The author of Hebrews, like many authors in the Bible, makes one thing abundantly clear: God is not our playmate, not a chum or a household god, to be brought out in times of trouble and forgotten when no longer obviously needed. God is a being of terror; I confess I become a little frustrated with those who say we should never speak of ‘fearing’ God: we must fear God, though perhaps nothing and no one else. Yet we are called too to love and be loved by God. For as long as we serve and obey God’s call to justice and love and compassion then the love of the God who knits us together in our mother’s womb, the love of God rather than the wrath of God, will be our light and our way.

But the God of the bible is not afraid of wrath, and the writers of the bible are not afraid to tell of God’s wrath, and we must not be complacent about God’s wrath. The attitude of much Christian preaching is to pretend that we can direct God’s wrath on others, the big fore-finger pointing away from ourselves.  Gays, Muslims, atheists, whatever: I suggest over and again that we should leave others to God and watch instead, as many have noted, the three fingers pointing back at ourselves. God’s wrath may be seen as directed at me, at you and me, at us as we claim to be followers of Jesus Christ. ‘See that you do not refuse the one who is speaking; for if they did not escape when they refused the one who warned them on earth, how much less will we escape if we reject the one who warns from heaven!’ says the author of Hebrews. When we sign up for the love of God we sign up, too, to be the targets of God’s healing, redeeming wrath as well.

One of God’s tried and true techniques is to hand us, individually, collectively, or both, over to the ramifications of our own choices. Paul warns of this in his opening to the letter to the Romans; there he speaks of God’s ‘delivering’ or ‘handing over’ human beings to our inclinations. If we are currently witnessing in the world’s most powerful nation the politics of mediocrity and selfishness, of hatred and racism and sexism, then it is because we as the human race have not stopped the voices of mediocrity and selfishness, of hatred and racism and sexism in our own spheres of influence, perhaps even our own hearts and minds. If we are witnessing the overheating of planet earth, God’s garden gift to us, then it is because we have not stopped the exploitation of the earth’s resources in our search for an ever more self-indulgent lifestyle. If we are witnessing the growing opportunistic anger of oppressed peoples in a post-colonial world it is because we have failed to redress questions of justice, of genocide, exploitation, and nonchalance on the part of the Haves towards the plight of the Have-nots.
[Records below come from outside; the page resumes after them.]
use roamer_api::{
    AppState,
    config::{AppConfig, Env},
    create_router,
    geocode::{GeocoderState, NominatimGeocoder},
    repository::{PostgresRepository, RepositoryState},
    storage::{ArtifactState, DiskArtifactStore},
};
use sqlx::postgres::PgPoolOptions;
use std::sync::Arc;
use tokio::net::TcpListener;
use tracing_subscriber::{layer::SubscriberExt, util::SubscriberInitExt};

/// main
///
/// The asynchronous entry point for the application, responsible for initializing
/// all core components: Configuration, Logging, Database, Artifact Storage,
/// Geocoding, and the HTTP server.
#[tokio::main]
async fn main() {
    // 1. Configuration & Environment Loading (Fail-Fast)
    // Loads .env file settings before configuration can be read.
    dotenv::dotenv().ok();
    // AppConfig::load() implements the fail-fast principle for missing Production
    // secrets; in particular the token signing secret is resolved exactly once here.
    let config = AppConfig::load();

    // 2. Logging Filter Setup
    // Prioritizes the RUST_LOG environment variable, falling back to sensible
    // defaults for local development.
    let env_filter = tracing_subscriber::EnvFilter::try_from_default_env()
        .unwrap_or_else(|_| "roamer_api=debug,tower_http=info,axum=trace".into());

    // 3. Initialize Logging based on Environment
    match config.env {
        Env::Local => {
            // LOCAL: pretty output for human readability during debugging.
            tracing_subscriber::registry()
                .with(env_filter)
                .with(tracing_subscriber::fmt::layer().pretty())
                .init();
        }
        Env::Production => {
            // PROD: JSON output for ingestion by centralized log aggregators.
            tracing_subscriber::registry()
                .with(env_filter)
                .with(tracing_subscriber::fmt::layer().json())
                .init();
        }
    }

    tracing::info!("Application starting in {:?} mode", config.env);

    // 4. Database Initialization (Postgres)
    let pool = PgPoolOptions::new()
        .max_connections(5)
        .connect(&config.db_url)
        .await
        .expect("FATAL: Failed to connect to Postgres. Check DATABASE_URL.");

    // Apply pending schema migrations before accepting traffic.
    sqlx::migrate!("./migrations")
        .run(&pool)
        .await
        .expect("FATAL: Failed to run database migrations.");

    // Instantiate the Repository, wrapping it in an Arc for thread-safe sharing.
    let repo = Arc::new(PostgresRepository::new(pool)) as RepositoryState;

    // 5. Artifact Storage Initialization
    // Uploaded images live on local disk under the configured directory, which is
    // also the path the router serves statically.
    let disk_store = DiskArtifactStore::new(&config.upload_dir);
    {
        use roamer_api::storage::ArtifactStore;
        disk_store.ensure_ready().await;
    }
    let storage = Arc::new(disk_store) as ArtifactState;

    // 6. Geocoding Adapter Initialization
    let geocoder = Arc::new(NominatimGeocoder::new(&config.geocoder_url)) as GeocoderState;

    // 7. Unified State Assembly
    let bind_addr = format!("0.0.0.0:{}", config.port);
    let app_state = AppState {
        repo,
        storage,
        geocoder,
        config,
    };

    // 8. Router and Server Startup
    let app = create_router(app_state);

    let listener = TcpListener::bind(&bind_addr)
        .await
        .expect("FATAL: Failed to bind HTTP listener.");

    tracing::info!("HTTP server bound successfully.");
    tracing::info!("Listening on {}", bind_addr);
    tracing::info!("API Documentation (Swagger UI) available at: /swagger-ui");

    // The long-running Axum server process.
    axum::serve(listener, app)
        .await
        .expect("FATAL: HTTP server terminated unexpectedly.");
}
You and I can’t set the entire world to rights. We can however see the way in which Jesus over and again turns his gaze on us and challenges us to set to right our infinitesimally small pixel of the universe. We can’t cherry pick the bits of God we like and don’t like, want and don’t want, but we can see through the actions and words of Jesus the aspects of our own lives that God wants and doesn’t want, likes and doesn’t like. Above all in this and many similar passages Jesus makes abundantly clear his dislike of religious hypocrisy, the type of hypocrisy that uses the name of Jesus or indeed of Christianity as an excuse for hatred, bigotry, oppression and a myriad other evils.

You and I can’t set the entire world to rights. We can set ourselves to rights, by the aid of God’s Spirit, and we can intercede over and again for God’s world. As we set about doing that then the God who loves, heals and redeems will love, heal and redeem us and those we love and pray for, and will do so even when we can’t see it (for God’s perspective is eternal).